Dataset entries:
══════════
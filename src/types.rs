//! Shared types used across favpack.
//! Includes `SquareMode` and the `IconTarget` table entries describing each
//! emitted PNG.
use clap::ValueEnum;
use serde::{Deserialize, Serialize};

/// How a non-square source is turned into a square raster.
#[derive(
    Copy, Clone, PartialEq, Eq, PartialOrd, Ord, ValueEnum, Debug, Default, Serialize, Deserialize,
)]
#[serde(rename_all = "lowercase")]
pub enum SquareMode {
    /// Letterbox onto a background-filled canvas of the longer side
    #[default]
    Pad,
    /// Center-crop to the shorter side
    Crop,
}

impl std::fmt::Display for SquareMode {
    fn fmt(&self, f: &mut std::fmt::Formatter<'_>) -> std::fmt::Result {
        match self {
            SquareMode::Pad => write!(f, "pad"),
            SquareMode::Crop => write!(f, "crop"),
        }
    }
}

/// One emitted PNG: side length in pixels and file stem (no extension).
#[derive(Copy, Clone, PartialEq, Eq, Debug, Serialize)]
pub struct IconTarget {
    pub size: u32,
    pub name: &'static str,
}

impl IconTarget {
    pub const fn new(size: u32, name: &'static str) -> Self {
        Self { size, name }
    }

    pub fn file_name(&self) -> String {
        format!("{}.png", self.name)
    }
}
use image::codecs::ico::{IcoEncoder, IcoFrame};
use image::{ExtendedColorType, RgbaImage};
use std::fs::File;
use std::io::BufWriter;
use std::path::Path;
use tracing::debug;

use crate::core::processing::resize::resize_square;
use crate::error::Result;

/// Write a multi-resolution ICO holding one PNG-compressed frame per entry in `sizes`.
pub fn write_ico(output: &Path, image: &RgbaImage, sizes: &[u32]) -> Result<()> {
    let mut frames = Vec::with_capacity(sizes.len());
    for &size in sizes {
        let resized = resize_square(image, size)?;
        frames.push(IcoFrame::as_png(
            resized.as_raw(),
            size,
            size,
            ExtendedColorType::Rgba8,
        )?);
        debug!("ICO frame: {}x{}", size, size);
    }

    let file = File::create(output)?;
    IcoEncoder::new(BufWriter::new(file)).encode_images(&frames)?;
    Ok(())
}
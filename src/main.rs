//! favpack CLI entrypoint.
//!
//! Provides a thin wrapper over the `cli` module: parse args, run the
//! generator, and exit with appropriate status.
//! For programmatic use, prefer the library API (`favpack::api`).

use clap::Parser;

mod cli;

fn main() -> Result<(), Box<dyn std::error::Error>> {
    let args = cli::CliArgs::parse();
    cli::run(args)
}
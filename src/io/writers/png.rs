use image::codecs::png::PngEncoder;
use image::{ExtendedColorType, ImageEncoder, RgbaImage};
use std::fs::File;
use std::io::BufWriter;
use std::path::Path;

use crate::error::Result;

pub fn write_rgba_png(output: &Path, image: &RgbaImage) -> Result<()> {
    let file = File::create(output)?;
    let writer = BufWriter::new(file);
    let encoder = PngEncoder::new(writer);
    encoder.write_image(
        image.as_raw(),
        image.width(),
        image.height(),
        ExtendedColorType::Rgba8,
    )?;
    Ok(())
}
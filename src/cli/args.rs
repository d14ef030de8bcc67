use clap::Parser;
use std::path::PathBuf;

use favpack::SquareMode;
use favpack::core::params::{DEFAULT_BACKGROUND, DEFAULT_BRAND, DEFAULT_OUTPUT_DIR};

#[derive(Parser, Debug)]
#[command(name = "favpack", version, about = "Generate favicons from a JPG/PNG.")]
pub struct CliArgs {
    /// Path to source image (jpg/png)
    pub input: PathBuf,

    /// Output folder
    #[arg(short, long, default_value = DEFAULT_OUTPUT_DIR)]
    pub out: PathBuf,

    /// Square mode: pad (letterbox with --bg) or crop (center-crop)
    #[arg(long, value_enum, default_value_t = SquareMode::Pad)]
    pub mode: SquareMode,

    /// Padding background color, hex #RRGGBB or #RRGGBBAA
    #[arg(long, default_value = DEFAULT_BACKGROUND)]
    pub bg: String,

    /// App/site name for the web manifest
    #[arg(long, default_value = DEFAULT_BRAND)]
    pub brand: String,

    /// Enable logging
    #[arg(long, default_value_t = false)]
    pub log: bool,
}
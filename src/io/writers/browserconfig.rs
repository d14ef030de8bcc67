use quick_xml::Writer;
use quick_xml::events::{BytesDecl, BytesEnd, BytesStart, BytesText, Event};
use std::path::Path;

use crate::core::params::{THEME_COLOR, TILE_SIZE};
use crate::error::Result;

pub const BROWSERCONFIG_FILE_NAME: &str = "browserconfig.xml";

fn tile_src() -> String {
    format!("/mstile-{0}x{0}.png", TILE_SIZE)
}

/// Render the Windows tile configuration document.
pub fn render_browserconfig() -> Result<String> {
    let mut writer = Writer::new_with_indent(Vec::new(), b' ', 2);

    writer.write_event(Event::Decl(BytesDecl::new("1.0", Some("utf-8"), None)))?;
    writer.write_event(Event::Start(BytesStart::new("browserconfig")))?;
    writer.write_event(Event::Start(BytesStart::new("msapplication")))?;
    writer.write_event(Event::Start(BytesStart::new("tile")))?;

    let src = tile_src();
    let logo = BytesStart::new(format!("square{0}x{0}logo", TILE_SIZE))
        .with_attributes([("src", src.as_str())]);
    writer.write_event(Event::Empty(logo))?;

    writer.write_event(Event::Start(BytesStart::new("TileColor")))?;
    writer.write_event(Event::Text(BytesText::new(THEME_COLOR)))?;
    writer.write_event(Event::End(BytesEnd::new("TileColor")))?;

    writer.write_event(Event::End(BytesEnd::new("tile")))?;
    writer.write_event(Event::End(BytesEnd::new("msapplication")))?;
    writer.write_event(Event::End(BytesEnd::new("browserconfig")))?;

    let mut bytes = writer.into_inner();
    bytes.push(b'\n');
    Ok(String::from_utf8_lossy(&bytes).into_owned())
}

pub fn write_browserconfig(output: &Path) -> Result<()> {
    std::fs::write(output, render_browserconfig()?)?;
    Ok(())
}
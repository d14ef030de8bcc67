use image::RgbaImage;
use std::path::Path;
use tracing::info;

use crate::error::Result;

/// Decode any format the `image` crate recognizes and normalize to RGBA8.
pub fn load_rgba(input: &Path) -> Result<RgbaImage> {
    let decoded = image::ImageReader::open(input)?
        .with_guessed_format()?
        .decode()?;
    info!(
        "Loaded {:?}: {}x{} ({:?})",
        input,
        decoded.width(),
        decoded.height(),
        decoded.color()
    );
    Ok(decoded.to_rgba8())
}
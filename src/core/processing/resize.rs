use fast_image_resize::{FilterType, PixelType, ResizeAlg, ResizeOptions, Resizer, images::Image};
use image::RgbaImage;
use tracing::debug;

use crate::error::{Error, Result};

/// Resample an RGBA raster to `size`x`size` with a Lanczos3 convolution.
///
/// The source is expected to be square already; a non-square source is
/// stretched. Alpha is premultiplied during filtering so transparent
/// padding does not bleed dark fringes into the edges.
pub fn resize_square(image: &RgbaImage, size: u32) -> Result<RgbaImage> {
    let (width, height) = image.dimensions();
    if size == 0 {
        return Err(Error::ZeroSize { size });
    }
    if width == 0 || height == 0 {
        return Err(Error::EmptyImage { width, height });
    }
    if (width, height) == (size, size) {
        return Ok(image.clone());
    }

    debug!("Resizing {}x{} -> {}x{}", width, height, size, size);

    let resize_options =
        ResizeOptions::new().resize_alg(ResizeAlg::Convolution(FilterType::Lanczos3));
    let mut resizer = Resizer::new();

    let src_image = Image::from_vec_u8(width, height, image.as_raw().clone(), PixelType::U8x4)?;
    let mut dst_image = Image::new(size, size, PixelType::U8x4);
    resizer.resize(&src_image, &mut dst_image, &resize_options)?;

    RgbaImage::from_raw(size, size, dst_image.into_vec()).ok_or(Error::EmptyImage {
        width: size,
        height: size,
    })
}

#[cfg(test)]
mod tests {
    use super::*;
    use image::Rgba;

    #[test]
    fn downscale_has_requested_dimensions() {
        let img = RgbaImage::from_pixel(300, 300, Rgba([10, 200, 30, 255]));
        for size in [16, 32, 48, 150] {
            let out = resize_square(&img, size).unwrap();
            assert_eq!(out.dimensions(), (size, size));
        }
    }

    #[test]
    fn upscale_has_requested_dimensions() {
        let img = RgbaImage::from_pixel(20, 20, Rgba([0, 0, 0, 255]));
        let out = resize_square(&img, 512).unwrap();
        assert_eq!(out.dimensions(), (512, 512));
    }

    #[test]
    fn solid_color_survives_resampling() {
        let color = Rgba([120, 60, 240, 255]);
        let img = RgbaImage::from_pixel(64, 64, color);
        let out = resize_square(&img, 16).unwrap();
        // fixed-point rounding may move a channel by one step
        for p in out.pixels() {
            for (got, want) in p.0.iter().zip(color.0) {
                assert!(got.abs_diff(want) <= 1, "{:?} vs {:?}", p, color);
            }
        }
    }

    #[test]
    fn same_size_is_a_copy() {
        let img = RgbaImage::from_pixel(32, 32, Rgba([1, 2, 3, 4]));
        assert_eq!(resize_square(&img, 32).unwrap(), img);
    }

    #[test]
    fn zero_target_is_rejected() {
        let img = RgbaImage::from_pixel(8, 8, Rgba([0, 0, 0, 0]));
        let err = resize_square(&img, 0).unwrap_err();
        assert!(matches!(err, Error::ZeroSize { size: 0 }));
        assert_eq!(err.to_string(), "Size must be greater than 0, got: 0");
    }

    #[test]
    fn empty_source_reports_its_dimensions() {
        let img = RgbaImage::new(0, 12);
        assert!(matches!(
            resize_square(&img, 16),
            Err(Error::EmptyImage { width: 0, height: 12 })
        ));
    }
}
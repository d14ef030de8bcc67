use tracing::{info, warn};

use favpack::core::color::TRANSPARENT;
use favpack::{ColorError, GenerateParams, generate_favicons, try_parse_hex_rgba};

use super::args::CliArgs;

/// Build library params; a malformed `--bg` falls back to transparent and is
/// handed back so the caller can report it.
fn params_from_args(args: &CliArgs) -> (GenerateParams, Option<ColorError>) {
    let (background, bg_error) = match try_parse_hex_rgba(&args.bg) {
        Ok(color) => (color, None),
        Err(e) => (TRANSPARENT, Some(e)),
    };

    let params = GenerateParams {
        output_dir: args.out.clone(),
        mode: args.mode,
        background: background.0,
        brand: args.brand.clone(),
    };
    (params, bg_error)
}

fn bg_fallback_message(e: &ColorError) -> String {
    format!("Ignoring --bg: {}; using transparent background", e)
}

pub fn run(args: CliArgs) -> Result<(), Box<dyn std::error::Error>> {
    if args.log {
        tracing_subscriber::fmt()
            .with_max_level(tracing::Level::DEBUG)
            .init();
    }

    let (params, bg_error) = params_from_args(&args);
    if let Some(e) = bg_error {
        // Without --log no subscriber is installed, so go straight to stderr
        if args.log {
            warn!("{}", bg_fallback_message(&e));
        } else {
            eprintln!("warning: {}", bg_fallback_message(&e));
        }
    }
    info!("Generating favicons from: {:?}", args.input);

    let report = generate_favicons(&args.input, &params)?;
    let resolved = report
        .output_dir
        .canonicalize()
        .unwrap_or_else(|_| report.output_dir.clone());

    info!("Successfully wrote {} files", report.files.len());
    println!("Done! Files written to: {}", resolved.display());
    println!("\nAdd these tags to <head> of your site (also saved as html_snippet.txt):\n");
    println!("{}", report.html_snippet);

    Ok(())
}
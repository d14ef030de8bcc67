use image::{Rgba, RgbaImage, imageops};
use tracing::{debug, info};

use crate::types::SquareMode;

const CHANNELS: usize = 4;

/// Side length and top-left placement offset for squaring a `width`x`height` raster.
///
/// For `Crop` the offset is where the square window starts in the source; for
/// `Pad` it is where the source lands on the canvas. Odd remainders go to the
/// bottom/right edge.
pub fn square_offsets(width: u32, height: u32, mode: SquareMode) -> (u32, u32, u32) {
    let side = match mode {
        SquareMode::Crop => width.min(height),
        SquareMode::Pad => width.max(height),
    };
    let x = width.abs_diff(side) / 2;
    let y = height.abs_diff(side) / 2;
    (side, x, y)
}

/// Make `image` square by center-cropping or letterboxing onto `background`.
/// Square input is returned as-is.
pub fn square_image(image: RgbaImage, mode: SquareMode, background: Rgba<u8>) -> RgbaImage {
    let (width, height) = image.dimensions();
    if width == height {
        debug!("Source already square: {}x{}", width, height);
        return image;
    }

    let (side, x, y) = square_offsets(width, height, mode);
    info!(
        "Squaring {}x{} with mode={} -> {}x{} (offset {}, {})",
        width, height, mode, side, side, x, y
    );

    match mode {
        SquareMode::Crop => imageops::crop_imm(&image, x, y, side, side).to_image(),
        SquareMode::Pad => pad_to_square(&image, side, x, y, background),
    }
}

fn pad_to_square(
    image: &RgbaImage,
    side: u32,
    x: u32,
    y: u32,
    background: Rgba<u8>,
) -> RgbaImage {
    let mut canvas = RgbaImage::from_pixel(side, side, background);

    let (cols, rows) = (image.width() as usize, image.height() as usize);
    let (side, pad_cols, pad_rows) = (side as usize, x as usize, y as usize);
    let src: &[u8] = image;
    let dst: &mut [u8] = &mut canvas;
    // Copy per row; source pixels replace the fill, no blending
    let row_bytes = cols * CHANNELS;
    for row in 0..rows {
        let src_offset = row * row_bytes;
        let dst_offset = ((row + pad_rows) * side + pad_cols) * CHANNELS;
        dst[dst_offset..dst_offset + row_bytes]
            .copy_from_slice(&src[src_offset..src_offset + row_bytes]);
    }
    canvas
}
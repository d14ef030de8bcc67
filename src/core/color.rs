//! Hex color decoding for the padding background.
//!
//! Accepts `#RRGGBB` (opaque) and `#RRGGBBAA`. The lenient entry point
//! [`parse_hex_rgba`] falls back to transparent black on anything else;
//! [`try_parse_hex_rgba`] reports why the input was rejected.
use image::Rgba;
use thiserror::Error;

pub const TRANSPARENT: Rgba<u8> = Rgba([0, 0, 0, 0]);

/// Errors produced by strict hex color parsing
#[derive(Debug, Clone, PartialEq, Eq, Error)]
pub enum ColorError {
    #[error("expected 6 or 8 hex digits, got {len} in `{input}`")]
    InvalidLength { input: String, len: usize },
    #[error("non-hex character in `{input}`")]
    InvalidDigit { input: String },
}

pub fn try_parse_hex_rgba(input: &str) -> Result<Rgba<u8>, ColorError> {
    let hex = input.trim_start_matches('#');

    if !hex.chars().all(|c| c.is_ascii_hexdigit()) {
        return Err(ColorError::InvalidDigit {
            input: input.to_string(),
        });
    }
    // All ASCII from here on, so byte offsets are char offsets
    let channel = |i: usize| u8::from_str_radix(&hex[i..i + 2], 16);

    let rgba = match hex.len() {
        6 => [channel(0), channel(2), channel(4), Ok(255)],
        8 => [channel(0), channel(2), channel(4), channel(6)],
        len => {
            return Err(ColorError::InvalidLength {
                input: input.to_string(),
                len,
            });
        }
    };

    let mut out = [0u8; 4];
    for (dst, v) in out.iter_mut().zip(rgba) {
        *dst = v.map_err(|_| ColorError::InvalidDigit {
            input: input.to_string(),
        })?;
    }
    Ok(Rgba(out))
}

/// Decode a hex color, returning transparent black for malformed input.
pub fn parse_hex_rgba(input: &str) -> Rgba<u8> {
    try_parse_hex_rgba(input).unwrap_or(TRANSPARENT)
}

pub fn to_hex_string(color: Rgba<u8>) -> String {
    let [r, g, b, a] = color.0;
    format!("#{:02x}{:02x}{:02x}{:02x}", r, g, b, a)
}

#[cfg(test)]
mod tests {
    use super::*;

    #[test]
    fn parse_6digit_is_opaque() {
        assert_eq!(parse_hex_rgba("#112233"), Rgba([17, 34, 51, 255]));
        assert_eq!(parse_hex_rgba("#ff0000"), Rgba([255, 0, 0, 255]));
        assert_eq!(parse_hex_rgba("1e293b"), Rgba([30, 41, 59, 255]));
    }

    #[test]
    fn parse_8digit_keeps_alpha() {
        assert_eq!(parse_hex_rgba("#11223344"), Rgba([17, 34, 51, 68]));
        assert_eq!(parse_hex_rgba("#FFFFFF80"), Rgba([255, 255, 255, 128]));
        assert_eq!(parse_hex_rgba("#00000000"), TRANSPARENT);
    }

    #[test]
    fn repeated_hash_prefix_is_stripped() {
        assert_eq!(parse_hex_rgba("##abcdef"), Rgba([0xab, 0xcd, 0xef, 255]));
    }

    #[test]
    fn malformed_returns_transparent_black() {
        let malformed = [
            "",
            "#",
            "#fff",
            "#12345",
            "#1234567",
            "#123456789",
            "not-a-color",
            "#gg0000",
            "#+f0000",
            "#ééé",
        ];
        for bad in malformed {
            assert_eq!(parse_hex_rgba(bad), TRANSPARENT, "input {bad:?}");
        }
    }

    #[test]
    fn strict_parse_reports_reason() {
        assert_eq!(
            try_parse_hex_rgba("#fff"),
            Err(ColorError::InvalidLength {
                input: "#fff".to_string(),
                len: 3
            })
        );
        assert!(matches!(
            try_parse_hex_rgba("#zz0000"),
            Err(ColorError::InvalidDigit { .. })
        ));
    }

    #[test]
    fn hex_string_round_trips_channels() {
        let c = Rgba([1, 2, 254, 255]);
        assert_eq!(to_hex_string(c), "#0102feff");
        assert_eq!(parse_hex_rgba(&to_hex_string(c)), c);
    }
}
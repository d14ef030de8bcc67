//! Output writers: PNG and ICO rasters plus the web manifest, browserconfig
//! and HTML boilerplate files.
pub mod browserconfig;
pub mod html;
pub mod ico;
pub mod manifest;
pub mod png;
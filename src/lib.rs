#![doc = r##"
favpack — turn one image into a complete favicon and web-app icon set.

Given a JPEG/PNG (or anything the `image` crate decodes), favpack squares it
by letterboxing or center-cropping, resamples it with a Lanczos3 filter, and
writes:

- `favicon.ico` with 16, 32 and 48 px frames
- PNGs at 16, 32, 150 (Windows tile), 180 (Apple touch), 192, 256, 384 and 512 px
- `site.webmanifest`, `browserconfig.xml` and an `html_snippet.txt` with the `<head>` tags

It powers the favpack CLI and can be embedded in your own Rust applications.

Quick start: generate from a file
---------------------------------
```rust,no_run
use std::path::{Path, PathBuf};
use favpack::{generate_favicons, GenerateParams, SquareMode};

fn main() -> favpack::Result<()> {
    let params = GenerateParams {
        output_dir: PathBuf::from("public/icons"),
        mode: SquareMode::Crop,
        background: [0, 0, 0, 0],
        brand: "Acme".to_string(),
    };

    let report = generate_favicons(Path::new("logo.jpg"), &params)?;
    println!("wrote {} files", report.files.len());
    Ok(())
}
```

Generate from an in-memory raster
---------------------------------
```rust,no_run
use image::{Rgba, RgbaImage};
use favpack::{generate_from_image, parse_hex_rgba, GenerateParams};

fn main() -> favpack::Result<()> {
    let logo = RgbaImage::from_pixel(640, 480, Rgba([20, 90, 200, 255]));
    let params = GenerateParams {
        background: parse_hex_rgba("#ffffff").0,
        ..GenerateParams::default()
    };
    generate_from_image(logo, &params)?;
    Ok(())
}
```

Error handling
--------------
All fallible functions return `favpack::Result<T>`; match on `favpack::Error` to
handle specific cases such as decoding failures or unwritable output paths.
Background colors are lenient: [`parse_hex_rgba`] falls back to transparent
black on malformed input, while [`try_parse_hex_rgba`] reports the problem.

Useful modules
--------------
- [`api`] — high-level entry points.
- [`core`] — color decoding, squaring, resampling and the fixed output tables.
- [`io`] — source decoding and per-file writers.
- [`error`] — crate-level `Error` and `Result`.
"##]

pub mod api;
pub mod core;
pub mod error;
pub mod io;
pub mod types;

// Curated public API surface
pub use crate::core::color::{ColorError, parse_hex_rgba, to_hex_string, try_parse_hex_rgba};
pub use crate::core::params::{GenerateParams, ICO_SIZES, PNG_TARGETS, TILE_SIZE};
pub use crate::core::processing::resize::resize_square;
pub use crate::core::processing::square::{square_image, square_offsets};
pub use error::{Error, Result};
pub use types::{IconTarget, SquareMode};

pub use api::{GenerationReport, generate_favicons, generate_from_image};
══════════
## EXERCISE BRIEF
Lines above with "library" in them are the ones to copy.

## RESPONSE TO THE EXERCISE
//! For programmatic use, prefer the library API (`favpack::api`).
/// Build library params; a malformed `--bg` falls back to transparent and is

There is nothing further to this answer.